=== WORK ORDER ===
Below are the records. How many of their lines contain "OutcomeLogInner"? Give only the number.

=== RECORDS PROVIDED ===
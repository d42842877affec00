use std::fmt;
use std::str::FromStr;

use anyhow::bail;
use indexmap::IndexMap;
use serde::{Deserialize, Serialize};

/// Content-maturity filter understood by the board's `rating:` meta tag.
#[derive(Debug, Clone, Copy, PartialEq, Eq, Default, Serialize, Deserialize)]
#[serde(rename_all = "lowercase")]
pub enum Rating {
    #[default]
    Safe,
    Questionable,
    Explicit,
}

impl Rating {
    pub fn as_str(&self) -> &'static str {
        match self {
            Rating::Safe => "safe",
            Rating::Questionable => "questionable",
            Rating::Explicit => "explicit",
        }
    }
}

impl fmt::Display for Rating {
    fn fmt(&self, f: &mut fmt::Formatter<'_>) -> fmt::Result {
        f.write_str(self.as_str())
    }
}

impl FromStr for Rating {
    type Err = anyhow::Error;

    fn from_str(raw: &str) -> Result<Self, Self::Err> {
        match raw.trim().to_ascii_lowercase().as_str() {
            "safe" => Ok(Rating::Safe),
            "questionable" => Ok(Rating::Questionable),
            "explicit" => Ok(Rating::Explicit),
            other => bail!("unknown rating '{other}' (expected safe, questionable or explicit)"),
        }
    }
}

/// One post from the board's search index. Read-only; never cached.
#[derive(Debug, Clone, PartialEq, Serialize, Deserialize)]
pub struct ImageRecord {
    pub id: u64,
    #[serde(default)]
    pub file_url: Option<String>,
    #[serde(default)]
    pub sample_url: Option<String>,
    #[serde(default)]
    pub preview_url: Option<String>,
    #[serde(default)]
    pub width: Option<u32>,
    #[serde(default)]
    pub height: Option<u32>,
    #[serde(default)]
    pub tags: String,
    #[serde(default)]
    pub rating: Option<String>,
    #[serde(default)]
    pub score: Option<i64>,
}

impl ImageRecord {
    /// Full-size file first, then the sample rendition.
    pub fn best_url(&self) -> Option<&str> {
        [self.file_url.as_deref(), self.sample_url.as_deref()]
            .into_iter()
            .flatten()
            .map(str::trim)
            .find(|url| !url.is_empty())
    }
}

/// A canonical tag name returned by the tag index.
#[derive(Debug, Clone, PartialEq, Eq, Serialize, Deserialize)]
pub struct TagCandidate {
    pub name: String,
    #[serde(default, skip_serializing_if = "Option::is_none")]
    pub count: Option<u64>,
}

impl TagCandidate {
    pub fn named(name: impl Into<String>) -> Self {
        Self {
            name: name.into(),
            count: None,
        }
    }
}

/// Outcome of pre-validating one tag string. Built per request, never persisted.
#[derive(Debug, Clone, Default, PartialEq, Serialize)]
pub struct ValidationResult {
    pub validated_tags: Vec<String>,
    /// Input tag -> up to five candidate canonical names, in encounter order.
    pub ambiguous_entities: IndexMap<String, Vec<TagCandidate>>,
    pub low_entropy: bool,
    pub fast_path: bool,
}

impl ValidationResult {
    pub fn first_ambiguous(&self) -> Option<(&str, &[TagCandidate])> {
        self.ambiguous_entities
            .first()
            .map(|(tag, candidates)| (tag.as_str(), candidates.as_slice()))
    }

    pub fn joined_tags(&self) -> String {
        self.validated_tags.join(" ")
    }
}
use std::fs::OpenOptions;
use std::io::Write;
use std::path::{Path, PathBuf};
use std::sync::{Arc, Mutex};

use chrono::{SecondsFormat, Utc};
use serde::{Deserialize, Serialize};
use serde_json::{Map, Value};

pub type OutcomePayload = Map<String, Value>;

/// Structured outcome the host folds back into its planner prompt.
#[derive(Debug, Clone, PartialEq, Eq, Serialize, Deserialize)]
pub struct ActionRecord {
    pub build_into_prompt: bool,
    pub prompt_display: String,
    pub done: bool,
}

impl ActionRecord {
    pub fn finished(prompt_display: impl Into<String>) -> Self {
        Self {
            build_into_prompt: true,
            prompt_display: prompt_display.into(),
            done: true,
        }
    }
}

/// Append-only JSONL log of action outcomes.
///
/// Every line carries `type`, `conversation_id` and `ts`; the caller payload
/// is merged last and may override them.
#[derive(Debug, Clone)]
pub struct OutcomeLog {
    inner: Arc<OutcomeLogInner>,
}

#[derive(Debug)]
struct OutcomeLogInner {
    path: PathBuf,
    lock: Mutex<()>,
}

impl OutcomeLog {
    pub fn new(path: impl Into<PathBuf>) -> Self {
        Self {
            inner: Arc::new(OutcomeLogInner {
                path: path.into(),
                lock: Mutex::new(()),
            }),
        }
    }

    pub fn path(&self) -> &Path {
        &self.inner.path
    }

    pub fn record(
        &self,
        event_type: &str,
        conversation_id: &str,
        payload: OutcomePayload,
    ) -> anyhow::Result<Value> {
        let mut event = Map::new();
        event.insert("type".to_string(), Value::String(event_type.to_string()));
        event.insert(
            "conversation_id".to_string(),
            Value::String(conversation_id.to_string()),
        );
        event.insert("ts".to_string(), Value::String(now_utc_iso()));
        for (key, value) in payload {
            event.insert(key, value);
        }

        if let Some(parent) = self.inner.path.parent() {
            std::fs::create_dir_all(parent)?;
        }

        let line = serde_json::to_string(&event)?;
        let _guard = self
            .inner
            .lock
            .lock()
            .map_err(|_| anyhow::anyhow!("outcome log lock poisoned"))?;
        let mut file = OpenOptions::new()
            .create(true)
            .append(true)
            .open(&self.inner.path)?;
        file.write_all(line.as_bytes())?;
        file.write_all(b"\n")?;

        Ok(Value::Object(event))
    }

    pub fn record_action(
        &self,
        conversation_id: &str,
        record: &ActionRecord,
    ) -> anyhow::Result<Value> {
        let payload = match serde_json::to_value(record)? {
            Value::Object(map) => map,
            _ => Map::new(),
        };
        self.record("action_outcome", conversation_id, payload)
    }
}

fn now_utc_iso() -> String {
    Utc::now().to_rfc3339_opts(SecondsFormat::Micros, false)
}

---

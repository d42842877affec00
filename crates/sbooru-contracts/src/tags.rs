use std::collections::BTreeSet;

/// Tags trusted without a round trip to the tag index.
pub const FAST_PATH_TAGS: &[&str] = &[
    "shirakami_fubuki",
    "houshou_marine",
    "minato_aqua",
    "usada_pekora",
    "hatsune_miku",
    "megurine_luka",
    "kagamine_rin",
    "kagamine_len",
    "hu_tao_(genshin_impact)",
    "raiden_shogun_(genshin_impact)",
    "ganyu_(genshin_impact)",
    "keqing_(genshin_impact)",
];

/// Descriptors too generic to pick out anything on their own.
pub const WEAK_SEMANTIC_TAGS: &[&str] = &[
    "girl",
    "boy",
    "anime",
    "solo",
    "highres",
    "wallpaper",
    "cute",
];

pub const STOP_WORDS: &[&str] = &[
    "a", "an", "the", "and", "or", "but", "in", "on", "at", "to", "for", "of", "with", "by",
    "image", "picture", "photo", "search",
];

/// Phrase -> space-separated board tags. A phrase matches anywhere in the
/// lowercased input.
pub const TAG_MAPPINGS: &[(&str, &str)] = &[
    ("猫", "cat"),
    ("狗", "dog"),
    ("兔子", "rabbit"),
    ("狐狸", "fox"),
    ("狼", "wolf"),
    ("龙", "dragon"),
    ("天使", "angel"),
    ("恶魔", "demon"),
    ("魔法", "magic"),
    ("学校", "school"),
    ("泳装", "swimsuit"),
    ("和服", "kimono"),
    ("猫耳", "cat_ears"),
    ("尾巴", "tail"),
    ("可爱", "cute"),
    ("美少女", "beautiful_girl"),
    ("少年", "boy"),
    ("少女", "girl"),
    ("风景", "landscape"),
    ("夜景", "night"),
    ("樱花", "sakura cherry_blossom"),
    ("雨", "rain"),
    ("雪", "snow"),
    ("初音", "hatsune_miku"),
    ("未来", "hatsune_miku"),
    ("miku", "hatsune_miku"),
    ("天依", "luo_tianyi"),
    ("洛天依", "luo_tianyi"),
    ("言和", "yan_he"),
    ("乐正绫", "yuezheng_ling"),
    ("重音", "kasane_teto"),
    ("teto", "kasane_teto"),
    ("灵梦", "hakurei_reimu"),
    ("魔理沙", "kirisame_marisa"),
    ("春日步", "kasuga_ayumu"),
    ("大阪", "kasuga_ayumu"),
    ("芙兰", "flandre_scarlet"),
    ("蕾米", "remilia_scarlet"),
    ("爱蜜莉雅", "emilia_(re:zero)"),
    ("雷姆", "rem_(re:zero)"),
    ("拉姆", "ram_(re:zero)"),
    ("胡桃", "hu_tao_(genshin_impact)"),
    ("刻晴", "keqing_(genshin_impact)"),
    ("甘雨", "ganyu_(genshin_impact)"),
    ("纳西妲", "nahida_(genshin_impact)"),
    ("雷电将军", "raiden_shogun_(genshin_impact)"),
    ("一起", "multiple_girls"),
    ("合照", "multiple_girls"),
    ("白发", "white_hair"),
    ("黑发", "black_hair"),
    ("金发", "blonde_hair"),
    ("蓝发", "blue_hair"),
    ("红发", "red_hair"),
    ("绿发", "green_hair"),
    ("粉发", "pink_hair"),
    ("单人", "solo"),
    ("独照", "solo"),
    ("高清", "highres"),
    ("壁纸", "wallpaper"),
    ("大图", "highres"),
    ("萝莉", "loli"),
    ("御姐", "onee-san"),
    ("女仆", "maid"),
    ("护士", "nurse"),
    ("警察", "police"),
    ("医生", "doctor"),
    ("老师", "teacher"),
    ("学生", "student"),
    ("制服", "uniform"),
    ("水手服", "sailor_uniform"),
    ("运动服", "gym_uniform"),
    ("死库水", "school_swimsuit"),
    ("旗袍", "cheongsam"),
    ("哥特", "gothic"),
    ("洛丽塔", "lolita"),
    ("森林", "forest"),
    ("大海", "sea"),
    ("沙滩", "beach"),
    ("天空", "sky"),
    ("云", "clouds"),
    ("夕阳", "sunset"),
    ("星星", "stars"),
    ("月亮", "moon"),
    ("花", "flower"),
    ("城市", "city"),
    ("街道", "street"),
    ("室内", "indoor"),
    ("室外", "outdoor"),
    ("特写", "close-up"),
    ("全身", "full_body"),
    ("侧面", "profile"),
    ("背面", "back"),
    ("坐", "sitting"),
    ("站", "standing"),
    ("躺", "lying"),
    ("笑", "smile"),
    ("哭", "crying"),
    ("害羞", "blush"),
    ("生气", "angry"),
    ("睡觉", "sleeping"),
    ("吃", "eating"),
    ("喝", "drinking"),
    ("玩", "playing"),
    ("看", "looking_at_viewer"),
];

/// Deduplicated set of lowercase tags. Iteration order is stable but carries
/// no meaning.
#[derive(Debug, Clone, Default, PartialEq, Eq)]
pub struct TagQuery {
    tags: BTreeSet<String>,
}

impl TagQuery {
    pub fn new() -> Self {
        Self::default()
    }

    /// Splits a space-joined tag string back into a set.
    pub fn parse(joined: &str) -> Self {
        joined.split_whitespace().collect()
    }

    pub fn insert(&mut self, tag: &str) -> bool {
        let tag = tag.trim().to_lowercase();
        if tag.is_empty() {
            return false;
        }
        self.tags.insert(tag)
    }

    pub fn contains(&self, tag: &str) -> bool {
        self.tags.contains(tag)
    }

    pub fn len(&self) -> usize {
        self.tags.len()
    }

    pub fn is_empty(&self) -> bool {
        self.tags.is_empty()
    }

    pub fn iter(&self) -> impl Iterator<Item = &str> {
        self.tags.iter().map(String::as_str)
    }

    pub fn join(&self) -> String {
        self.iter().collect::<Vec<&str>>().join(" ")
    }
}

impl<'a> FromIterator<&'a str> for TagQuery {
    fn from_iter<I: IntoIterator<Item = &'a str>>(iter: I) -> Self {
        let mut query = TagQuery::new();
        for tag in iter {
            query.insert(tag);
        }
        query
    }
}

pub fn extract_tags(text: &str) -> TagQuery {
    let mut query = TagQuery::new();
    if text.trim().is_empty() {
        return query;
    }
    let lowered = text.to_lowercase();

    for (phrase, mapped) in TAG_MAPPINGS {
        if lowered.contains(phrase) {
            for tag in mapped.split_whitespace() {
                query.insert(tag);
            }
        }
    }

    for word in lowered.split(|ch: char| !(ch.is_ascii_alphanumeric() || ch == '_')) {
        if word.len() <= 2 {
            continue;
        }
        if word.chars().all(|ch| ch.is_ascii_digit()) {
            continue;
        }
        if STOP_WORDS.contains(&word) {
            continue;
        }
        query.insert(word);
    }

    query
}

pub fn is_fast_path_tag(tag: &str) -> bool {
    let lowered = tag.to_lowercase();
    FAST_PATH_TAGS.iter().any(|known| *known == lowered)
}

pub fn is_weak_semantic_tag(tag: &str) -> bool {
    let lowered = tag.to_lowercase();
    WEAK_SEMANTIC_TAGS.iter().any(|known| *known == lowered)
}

=== RESPONSE TO THE EXERCISE ===
3